→ WORK ITEM
Reproduce the records word for word, from the first line to the line containing "use crate::config::BootstrapConfig;".

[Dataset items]
######
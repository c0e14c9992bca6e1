//! Bringing the engine up after provisioning.

use std::sync::Arc;

use resfs_http::Fetcher;
use resfs_provision::{NullProgress, ProgressSink, ProvisionReport, ProvisioningPipeline};
use resfs_vfs::FilesystemBackend;

use crate::config::BootstrapConfig;
use crate::engine::{attach, EngineContext, EngineLoader};
use crate::error::{BootstrapError, Result};
use crate::handle::RuntimeHandle;
use crate::pump::TaskPump;
use crate::worker::WorkerHandle;

pub const STARTING_STATUS: &str = "Starting runtime";

/// A running engine.
#[derive(Debug)]
pub struct Launched {
    pub handle: RuntimeHandle,
    pub pump: TaskPump,
    pub report: ProvisionReport,
}

impl Launched {
    /// Stop the pump and the worker, if any.
    pub async fn shutdown(self) {
        self.pump.stop();
        self.handle.shutdown().await;
    }
}

/// One attempt at provisioning the filesystem and starting the engine.
///
/// There is no retry and no cancellation: [`launch`](Self::launch) runs to
/// completion or to the first failure.
pub struct RuntimeBootstrap {
    config: BootstrapConfig,
    backend: Arc<dyn FilesystemBackend>,
    fetcher: Arc<dyn Fetcher>,
    loader: Arc<dyn EngineLoader>,
    progress: Arc<dyn ProgressSink>,
}

impl RuntimeBootstrap {
    pub fn new(
        config: BootstrapConfig,
        backend: Arc<dyn FilesystemBackend>,
        fetcher: Arc<dyn Fetcher>,
        loader: Arc<dyn EngineLoader>,
    ) -> Self {
        Self {
            config,
            backend,
            fetcher,
            loader,
            progress: Arc::new(NullProgress),
        }
    }

    pub fn with_progress(mut self, progress: Arc<dyn ProgressSink>) -> Self {
        self.progress = progress;
        self
    }

    pub fn config(&self) -> &BootstrapConfig {
        &self.config
    }

    pub async fn launch(self) -> std::result::Result<Launched, BootstrapError> {
        // The pipeline reports its own failures through the progress sink.
        let report = ProvisioningPipeline::new(
            self.config.pipeline.clone(),
            self.backend.clone(),
            self.fetcher.clone(),
        )
        .with_progress(self.progress.clone())
        .run()
        .await?;

        self.progress.status(STARTING_STATUS);
        let handle = match self.start_engine().await {
            Ok(handle) => handle,
            Err(e) => {
                let e = BootstrapError::from(e);
                tracing::error!(module = %self.config.module, error = %e, "runtime bootstrap failed");
                self.progress.failure(e.user_message());
                return Err(e);
            }
        };

        let pump = TaskPump::start(handle.clone(), self.config.pump_interval());
        tracing::info!(
            module = %self.config.module,
            site = ?handle.site(),
            resources = report.resources,
            "runtime launched"
        );
        Ok(Launched {
            handle,
            pump,
            report,
        })
    }

    async fn start_engine(&self) -> Result<RuntimeHandle> {
        let module = &self.config.module;
        let mut engine = self.loader.load(module)?;
        let memory = attach(
            engine.as_mut(),
            EngineContext::main_thread(self.backend.clone())
                .with_project_base(self.config.pipeline.project_base.clone()),
        )
        .await?;

        let threads = match self.config.execution.thread_pool_size() {
            None => return Ok(RuntimeHandle::main_thread(engine)),
            Some(threads) => threads,
        };

        // The region moves to the worker; nothing on this side keeps it.
        drop(engine);
        let worker = WorkerHandle::spawn(
            &self.config.worker_name,
            threads,
            self.loader.clone(),
            self.backend.clone(),
            self.config.pipeline.project_base.clone(),
        )
        .await?;
        match worker.start(memory, module).await {
            Ok(ready) => {
                tracing::info!(threads = ready.threads, "engine relocated to worker");
                Ok(RuntimeHandle::worker(worker))
            }
            Err(e) => {
                worker.shutdown().await;
                Err(e)
            }
        }
    }
}

impl std::fmt::Debug for RuntimeBootstrap {
    fn fmt(&self, f: &mut std::fmt::Formatter<'_>) -> std::fmt::Result {
        f.debug_struct("RuntimeBootstrap")
            .field("config", &self.config)
            .field("backend", &self.backend.kind())
            .finish()
    }
}
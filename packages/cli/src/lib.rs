//! # resfs-cli
//!
//! The `resfs` command line tool.
//!
//! ## Usage
//!
//! ```bash
//! # Build files.json for a project directory
//! resfs manifest web/res
//!
//! # Provision the persistent store for localhost:3000
//! resfs provision --base-url http://localhost:3000/
//!
//! # Inspect the result
//! resfs ls textures
//! resfs cat scene.gltf
//! ```

pub mod commands;
pub mod config;
pub mod error;
pub mod logging;

pub use commands::{run, Command, StoreArgs};
pub use config::CliConfig;
pub use error::{CliError, Result};
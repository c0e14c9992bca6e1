use clap::Parser;

use resfs_cli::{Command, StoreArgs};

/// resfs - provision and inspect resfs stores
#[derive(Parser, Debug)]
#[command(name = "resfs")]
#[command(author, version, about, long_about = None)]
struct Args {
    #[command(flatten)]
    store: StoreArgs,

    #[command(subcommand)]
    command: Command,
}

#[tokio::main]
async fn main() {
    let args = Args::parse();
    resfs_cli::logging::set_up_logging();

    if let Err(e) = resfs_cli::run(args.store, args.command).await {
        eprintln!("Error: {}", e);
        std::process::exit(1);
    }
}
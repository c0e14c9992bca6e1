//! Worker relocation.
//!
//! The worker is a dedicated OS thread owning a multi-thread tokio runtime.
//! The initiating side talks to it over a typed request channel: one
//! `Start` carrying the memory region and module name, then any number of
//! `DrivePending` requests, then `Shutdown`.

use std::sync::{Arc, Mutex, PoisonError};
use std::thread::JoinHandle;

use resfs_vfs::{FilesystemBackend, LogicalPath};
use tokio::sync::{mpsc, oneshot};

use crate::engine::{attach, Engine, EngineContext, EngineLoader, ExecutionSite};
use crate::error::{Result, RuntimeError};
use crate::memory::SharedMemoryRegion;

const REQUEST_CAPACITY: usize = 32;

/// Messages understood by a worker.
#[derive(Debug)]
pub enum WorkerRequest {
    /// Take ownership of `memory` and initialize `module` against it.
    Start {
        memory: SharedMemoryRegion,
        module: String,
        reply: oneshot::Sender<Result<WorkerReady>>,
    },
    /// Advance the engine's pending work once.
    DrivePending { reply: oneshot::Sender<Result<usize>> },
    Shutdown,
}

/// Sent back once the worker's engine is attached.
#[derive(Debug, Clone, Copy, PartialEq, Eq)]
pub struct WorkerReady {
    pub threads: usize,
}

/// Thread pool size used when none is configured.
pub fn default_thread_pool_size() -> usize {
    std::thread::available_parallelism()
        .map(|n| n.get())
        .unwrap_or(1)
}

/// The initiating side of a worker. Cheap to clone.
#[derive(Clone, Debug)]
pub struct WorkerHandle {
    tx: mpsc::Sender<WorkerRequest>,
    threads: usize,
    thread: Arc<Mutex<Option<JoinHandle<()>>>>,
}

impl WorkerHandle {
    /// Start the worker thread and its pool of `threads` runtime threads.
    ///
    /// Engines started on it see `fs` with `project_base` as their project root.
    pub async fn spawn(
        name: &str,
        threads: usize,
        loader: Arc<dyn EngineLoader>,
        fs: Arc<dyn FilesystemBackend>,
        project_base: LogicalPath,
    ) -> Result<Self> {
        let threads = threads.max(1);
        let (tx, rx) = mpsc::channel(REQUEST_CAPACITY);
        let (booted_tx, booted_rx) = oneshot::channel::<std::result::Result<(), String>>();
        let pool_name = format!("{}-pool", name);

        let thread = std::thread::Builder::new()
            .name(name.to_string())
            .spawn(move || {
                let runtime = match tokio::runtime::Builder::new_multi_thread()
                    .worker_threads(threads)
                    .thread_name(pool_name)
                    .enable_all()
                    .build()
                {
                    Ok(runtime) => runtime,
                    Err(e) => {
                        let _ = booted_tx.send(Err(e.to_string()));
                        return;
                    }
                };
                let _ = booted_tx.send(Ok(()));

                let pool = runtime.handle().clone();
                runtime.block_on(serve(rx, loader, fs, project_base, pool, threads));
                tracing::debug!("worker stopped");
            })
            .map_err(|e| RuntimeError::WorkerSpawn {
                message: e.to_string(),
            })?;

        match booted_rx.await {
            Ok(Ok(())) => {}
            Ok(Err(message)) => return Err(RuntimeError::WorkerSpawn { message }),
            Err(_) => {
                return Err(RuntimeError::WorkerSpawn {
                    message: "worker thread exited during startup".into(),
                })
            }
        }

        tracing::info!(worker = name, threads, "worker started");
        Ok(Self {
            tx,
            threads,
            thread: Arc::new(Mutex::new(Some(thread))),
        })
    }

    pub fn threads(&self) -> usize {
        self.threads
    }

    /// Hand `memory` to the worker and wait until its engine is attached.
    pub async fn start(&self, memory: SharedMemoryRegion, module: &str) -> Result<WorkerReady> {
        let (reply, response) = oneshot::channel();
        self.send(WorkerRequest::Start {
            memory,
            module: module.to_string(),
            reply,
        })
        .await?;
        response.await.map_err(|_| RuntimeError::WorkerGone)?
    }

    pub async fn drive_pending(&self) -> Result<usize> {
        let (reply, response) = oneshot::channel();
        self.send(WorkerRequest::DrivePending { reply }).await?;
        response.await.map_err(|_| RuntimeError::WorkerGone)?
    }

    /// Stop the worker and wait for its thread to exit.
    pub async fn shutdown(&self) {
        // A closed channel means the worker already exited.
        let _ = self.tx.send(WorkerRequest::Shutdown).await;

        let thread = self
            .thread
            .lock()
            .unwrap_or_else(PoisonError::into_inner)
            .take();
        if let Some(thread) = thread {
            match tokio::task::spawn_blocking(move || thread.join()).await {
                Ok(Ok(())) => {}
                Ok(Err(_)) => tracing::error!("worker thread panicked"),
                Err(e) => tracing::error!(error = %e, "unable to join worker thread"),
            }
        }
    }

    async fn send(&self, request: WorkerRequest) -> Result<()> {
        self.tx
            .send(request)
            .await
            .map_err(|_| RuntimeError::WorkerGone)
    }
}

async fn serve(
    mut rx: mpsc::Receiver<WorkerRequest>,
    loader: Arc<dyn EngineLoader>,
    fs: Arc<dyn FilesystemBackend>,
    project_base: LogicalPath,
    pool: tokio::runtime::Handle,
    threads: usize,
) {
    let mut engine: Option<Box<dyn Engine>> = None;

    while let Some(request) = rx.recv().await {
        match request {
            WorkerRequest::Start {
                memory,
                module,
                reply,
            } => {
                let result = if engine.is_some() {
                    Err(RuntimeError::init_failed("worker already started"))
                } else {
                    let ctx = EngineContext {
                        memory: Some(memory),
                        fs: fs.clone(),
                        project_base: project_base.clone(),
                        pool: Some(pool.clone()),
                        site: ExecutionSite::Worker { threads },
                    };
                    start(&*loader, &module, ctx).await.map(|started| {
                        engine = Some(started);
                        WorkerReady { threads }
                    })
                };
                if let Err(e) = &result {
                    tracing::error!(%module, error = %e, "worker failed to start engine");
                }
                let _ = reply.send(result);
            }
            WorkerRequest::DrivePending { reply } => {
                let result = match engine.as_mut() {
                    Some(engine) => engine.drive_pending().await,
                    None => Err(RuntimeError::NotStarted),
                };
                let _ = reply.send(result);
            }
            WorkerRequest::Shutdown => break,
        }
    }
}

async fn start(
    loader: &dyn EngineLoader,
    module: &str,
    ctx: EngineContext,
) -> Result<Box<dyn Engine>> {
    let mut engine = loader.load(module)?;
    attach(engine.as_mut(), ctx).await?;
    Ok(engine)
}
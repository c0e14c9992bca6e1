use std::sync::Arc;

use tokio::sync::mpsc;

use resfs_http::{MockFetcher, Url};
use resfs_provision::{
    PipelineConfig, PipelineState, ProgressEvent, ProvisionError, ProvisioningPipeline,
};
use resfs_vfs::{lpath, DirEntry, EphemeralBackend, FilesystemBackend, PersistentBackend};

const MANIFEST: &str = r#"[{"filepath":"a.txt"},{"filepath":"dir/b.txt"}]"#;

fn config() -> PipelineConfig {
    PipelineConfig {
        delay_ms: 0,
        ..Default::default()
    }
}

fn two_file_fetcher() -> MockFetcher {
    MockFetcher::new()
        .with_response("http://localhost:3000/files.json", MANIFEST)
        .with_response("http://localhost:3000/res/a.txt", "A")
        .with_response("http://localhost:3000/res/dir/b.txt", "B")
}

fn fractions(events: &[ProgressEvent]) -> Vec<f64> {
    events
        .iter()
        .filter_map(|e| match e {
            ProgressEvent::Fraction(f) => Some(*f),
            _ => None,
        })
        .collect()
}

fn drain(rx: &mut mpsc::UnboundedReceiver<ProgressEvent>) -> Vec<ProgressEvent> {
    let mut events = Vec::new();
    while let Ok(event) = rx.try_recv() {
        events.push(event);
    }
    events
}

async fn provision_two_files(backend: Arc<dyn FilesystemBackend>) {
    let fetcher = two_file_fetcher();
    let (tx, mut rx) = mpsc::unbounded_channel();
    let mut pipeline = ProvisioningPipeline::new(config(), backend.clone(), Arc::new(fetcher.clone()))
        .with_progress(Arc::new(tx));

    let report = pipeline.run().await.unwrap();
    assert_eq!(report.resources, 2);
    assert_eq!(report.bytes, 2);
    assert_eq!(pipeline.state(), &PipelineState::Completed);

    // manifest first, then resources in manifest order
    let requested: Vec<String> = fetcher.requests().iter().map(Url::to_string).collect();
    assert_eq!(
        requested,
        vec![
            "http://localhost:3000/files.json",
            "http://localhost:3000/res/a.txt",
            "http://localhost:3000/res/dir/b.txt",
        ]
    );

    assert_eq!(backend.read_text(&lpath!("a.txt")).await.unwrap(), "A");
    assert_eq!(backend.read_text(&lpath!("dir/b.txt")).await.unwrap(), "B");
    assert_eq!(
        backend.list_dir(&lpath!("dir")).await.unwrap(),
        vec![DirEntry::file("b.txt")]
    );

    let events = drain(&mut rx);
    assert_eq!(fractions(&events), vec![0.0, 0.5, 1.0]);
    assert_eq!(events.first(), Some(&ProgressEvent::Overlay(true)));
    assert_eq!(events.last(), Some(&ProgressEvent::Overlay(false)));
    assert!(events.contains(&ProgressEvent::Status("Preparing file system".into())));
    assert!(events.contains(&ProgressEvent::Status("Downloaded a.txt (1/2)".into())));
    assert!(events.contains(&ProgressEvent::Status("Downloaded dir/b.txt (2/2)".into())));
    assert!(events.contains(&ProgressEvent::Status("Ready".into())));
    assert!(!events
        .iter()
        .any(|e| matches!(e, ProgressEvent::Failure(_))));
}

#[tokio::test]
async fn test_provisions_ephemeral_backend() {
    provision_two_files(Arc::new(EphemeralBackend::new())).await;
}

#[tokio::test]
async fn test_provisions_persistent_backend() {
    let dir = tempfile::tempdir().unwrap();
    let backend = PersistentBackend::open_dir(dir.path().join("store")).await.unwrap();
    provision_two_files(Arc::new(backend)).await;
}

#[tokio::test]
async fn test_previous_contents_are_cleared() {
    let backend = Arc::new(EphemeralBackend::new());
    backend
        .write_all(&lpath!("stale/old.bin"), "old".into())
        .await
        .unwrap();

    let mut pipeline =
        ProvisioningPipeline::new(config(), backend.clone(), Arc::new(two_file_fetcher()));
    pipeline.run().await.unwrap();

    assert!(!backend.exists(&lpath!("stale")).await);
    assert_eq!(
        backend.list_dir(&lpath!("/")).await.unwrap(),
        vec![DirEntry::file("a.txt"), DirEntry::directory("dir")]
    );
}

#[tokio::test]
async fn test_manifest_failure_downloads_nothing() {
    let fetcher = MockFetcher::new().failing("http://localhost:3000/files.json");
    let backend = Arc::new(EphemeralBackend::new());
    let (tx, mut rx) = mpsc::unbounded_channel();
    let mut pipeline = ProvisioningPipeline::new(config(), backend.clone(), Arc::new(fetcher.clone()))
        .with_progress(Arc::new(tx));

    let err = pipeline.run().await.unwrap_err();
    assert!(matches!(err, ProvisionError::Manifest { .. }));
    assert!(matches!(pipeline.state(), PipelineState::Failed(_)));
    assert_eq!(fetcher.requests().len(), 1);
    assert!(backend.list_dir(&lpath!("/")).await.unwrap().is_empty());

    let failures: Vec<_> = drain(&mut rx)
        .into_iter()
        .filter(|e| matches!(e, ProgressEvent::Failure(_)))
        .collect();
    assert_eq!(failures.len(), 1);
}

#[tokio::test]
async fn test_download_failure_aborts_remaining_resources() {
    let fetcher = MockFetcher::new()
        .with_response(
            "http://localhost:3000/files.json",
            r#"[{"filepath":"a.txt"},{"filepath":"missing.txt"},{"filepath":"c.txt"}]"#,
        )
        .with_response("http://localhost:3000/res/a.txt", "A")
        .with_response("http://localhost:3000/res/c.txt", "C");
    let backend = Arc::new(EphemeralBackend::new());
    let mut pipeline = ProvisioningPipeline::new(config(), backend.clone(), Arc::new(fetcher.clone()));

    let err = pipeline.run().await.unwrap_err();
    match err {
        ProvisionError::Download { url, .. } => {
            assert_eq!(url.as_str(), "http://localhost:3000/res/missing.txt")
        }
        other => panic!("unexpected error: {:?}", other),
    }

    // no retry, nothing after the failed resource
    assert_eq!(fetcher.requests().len(), 3);
    assert!(backend.exists(&lpath!("a.txt")).await);
    assert!(!backend.exists(&lpath!("c.txt")).await);
}

#[tokio::test]
async fn test_explicit_source_url_is_used() {
    let fetcher = MockFetcher::new()
        .with_response(
            "http://localhost:3000/files.json",
            r#"[{"filepath":"models/Box.glb","fileUrl":"http://cdn.test/Box.glb"}]"#,
        )
        .with_response("http://cdn.test/Box.glb", "glTF");
    let backend = Arc::new(EphemeralBackend::new());
    let mut pipeline = ProvisioningPipeline::new(config(), backend.clone(), Arc::new(fetcher));

    pipeline.run().await.unwrap();
    assert_eq!(
        backend
            .read_binary(&lpath!("models/Box.glb"))
            .await
            .unwrap()
            .as_ref(),
        b"glTF"
    );
}

#[tokio::test]
async fn test_status_lines_can_be_disabled() {
    let (tx, mut rx) = mpsc::unbounded_channel();
    let config = PipelineConfig {
        status_lines: false,
        ..config()
    };
    let mut pipeline = ProvisioningPipeline::new(
        config,
        Arc::new(EphemeralBackend::new()),
        Arc::new(two_file_fetcher()),
    )
    .with_progress(Arc::new(tx));
    pipeline.run().await.unwrap();

    let events = drain(&mut rx);
    assert!(!events
        .iter()
        .any(|e| matches!(e, ProgressEvent::Status(s) if s.starts_with("Downloaded"))));
    assert_eq!(fractions(&events), vec![0.0, 0.5, 1.0]);
}

#[tokio::test(start_paused = true)]
async fn test_delay_between_resources() {
    let config = PipelineConfig {
        delay_ms: 250,
        ..Default::default()
    };
    let mut pipeline = ProvisioningPipeline::new(
        config,
        Arc::new(EphemeralBackend::new()),
        Arc::new(two_file_fetcher()),
    );

    let start = tokio::time::Instant::now();
    pipeline.run().await.unwrap();
    // one pause between two resources, none after the last
    let elapsed = start.elapsed();
    assert!(elapsed >= std::time::Duration::from_millis(250));
    assert!(elapsed < std::time::Duration::from_millis(500));
}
######
→ WRITTEN ANSWER
repository c0e14c9992bca6e1
//! Bringing the engine up after provisioning.

use std::sync::Arc;

use resfs_http::Fetcher;
use resfs_provision::{NullProgress, ProgressSink, ProvisionReport, ProvisioningPipeline};
use resfs_vfs::FilesystemBackend;

use crate::config::BootstrapConfig;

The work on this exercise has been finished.